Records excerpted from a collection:
+--

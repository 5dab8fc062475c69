//! Shared fixtures for the ledger integration tests.
#![allow(dead_code)]

use chrono::{DateTime, Duration, TimeZone, Utc};
use serde_json::json;

use prledger_core::model::{PrState, RecordId, RepairStatistics};
use prledger_core::upstream::{PullRequestSnapshot, PullRequestSource, UpstreamError};

pub const INITIAL_DIFF: &str = "diff --git a/src/Main.java b/src/Main.java\n-  int x= 1;\n+  int x = 1;\n";
pub const FINAL_DIFF: &str = "diff --git a/src/Main.java b/src/Main.java\n-  int x= 1;\n+  final int x = 1;\n";

pub fn t0() -> DateTime<Utc> {
    Utc.with_ymd_and_hms(2021, 3, 1, 9, 0, 0).unwrap()
}

pub fn at(minutes: i64) -> DateTime<Utc> {
    t0() + Duration::minutes(minutes)
}

pub fn widget() -> RecordId {
    RecordId::new("acme", "widget", 42)
}

pub fn open_state(id: &RecordId) -> PrState {
    PrState {
        url: format!("https://github.com/{}/pull/{}", id.repo_slug(), id.number()),
        created_at: t0(),
        closed_at: None,
        merged_at: None,
        state: "open".into(),
        is_merged: false,
        number: id.number(),
    }
}

pub fn merged_state(id: &RecordId) -> PrState {
    PrState {
        closed_at: Some(at(60 * 24)),
        merged_at: Some(at(60 * 24)),
        state: "closed".into(),
        is_merged: true,
        ..open_state(id)
    }
}

/// Statistics for rule 117: five violations found, two left.
pub fn stats_117() -> RepairStatistics {
    RepairStatistics::from_value(json!({
        "repairs": [
            {"ruleKey": "117", "nbViolationsBefore": 5, "nbViolationsAfter": 2}
        ]
    }))
    .unwrap()
}

/// In-memory stand-in for the hosting service.
#[derive(Debug, Clone)]
pub struct FakeSource {
    pub state: PrState,
    pub diff: String,
    pub fail_metadata: bool,
    pub fail_diff: bool,
}

impl FakeSource {
    pub fn new(state: PrState, diff: &str) -> Self {
        Self {
            state,
            diff: diff.to_string(),
            fail_metadata: false,
            fail_diff: false,
        }
    }
}

impl PullRequestSource for FakeSource {
    fn fetch_pull_request(&self, id: &RecordId) -> Result<PullRequestSnapshot, UpstreamError> {
        if self.fail_metadata {
            return Err(UpstreamError::new("503 Service Unavailable"));
        }
        Ok(PullRequestSnapshot {
            state: self.state.clone(),
            diff_url: format!("https://github.com/{}/pull/{}.diff", id.repo_slug(), id.number()),
        })
    }

    fn fetch_diff(&self, _url: &str) -> Result<String, UpstreamError> {
        if self.fail_diff {
            return Err(UpstreamError::new("connection reset by peer"));
        }
        Ok(self.diff.clone())
    }
}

+--

▸ **Exercise objective**
Give back every line of the data exactly as it was written.

▸ **Task solution**
repository 5dab8fc062475c69
//! Shared fixtures for the ledger integration tests.
#![allow(dead_code)]

use chrono::{DateTime, Duration, TimeZone, Utc};
use serde_json::json;

use prledger_core::model::{PrState, RecordId, RepairStatistics};
use prledger_core::upstream::{PullRequestSnapshot, PullRequestSource, UpstreamError};

pub const INITIAL_DIFF: &str = "diff --git a/src/Main.java b/src/Main.java\n-  int x= 1;\n+  int x = 1;\n";
pub const FINAL_DIFF: &str = "diff --git a/src/Main.java b/src/Main.java\n-  int x= 1;\n+  final int x = 1;\n";

pub fn t0() -> DateTime<Utc> {
    Utc.with_ymd_and_hms(2021, 3, 1, 9, 0, 0).unwrap()
}

pub fn at(minutes: i64) -> DateTime<Utc> {
    t0() + Duration::minutes(minutes)
}

pub fn widget() -> RecordId {
    RecordId::new("acme", "widget", 42)
}

pub fn open_state(id: &RecordId) -> PrState {
    PrState {
        url: format!("https://github.com/{}/pull/{}", id.repo_slug(), id.number()),
        created_at: t0(),
        closed_at: None,
        merged_at: None,
        state: "open".into(),
        is_merged: false,
        number: id.number(),
    }
}

pub fn merged_state(id: &RecordId) -> PrState {
    PrState {
        closed_at: Some(at(60 * 24)),
        merged_at: Some(at(60 * 24)),
        state: "closed".into(),
        is_merged: true,
        ..open_state(id)
    }
}

/// Statistics for rule 117: five violations found, two left.
pub fn stats_117() -> RepairStatistics {
    RepairStatistics::from_value(json!({
        "repairs": [
            {"ruleKey": "117", "nbViolationsBefore": 5, "nbViolationsAfter": 2}
        ]
    }))
    .unwrap()
}

/// In-memory stand-in for the hosting service.
#[derive(Debug, Clone)]
pub struct FakeSource {
    pub state: PrState,
    pub diff: String,
    pub fail_metadata: bool,
    pub fail_diff: bool,
}

impl FakeSource {
    pub fn new(state: PrState, diff: &str) -> Self {
        Self {
            state,
            diff: diff.to_string(),
            fail_metadata: false,
            fail_diff: false,
        }
    }
}

impl PullRequestSource for FakeSource {
    fn fetch_pull_request(&self, id: &RecordId) -> Result<PullRequestSnapshot, UpstreamError> {
        if self.fail_metadata {
            return Err(UpstreamError::new("503 Service Unavailable"));
        }
        Ok(PullRequestSnapshot {
            state: self.state.clone(),
            diff_url: format!("https://github.com/{}/pull/{}.diff", id.repo_slug(), id.number()),
        })
    }

    fn fetch_diff(&self, _url: &str) -> Result<String, UpstreamError> {
        if self.fail_diff {
            return Err(UpstreamError::new("connection reset by peer"));
        }
        Ok(self.diff.clone())
    }
}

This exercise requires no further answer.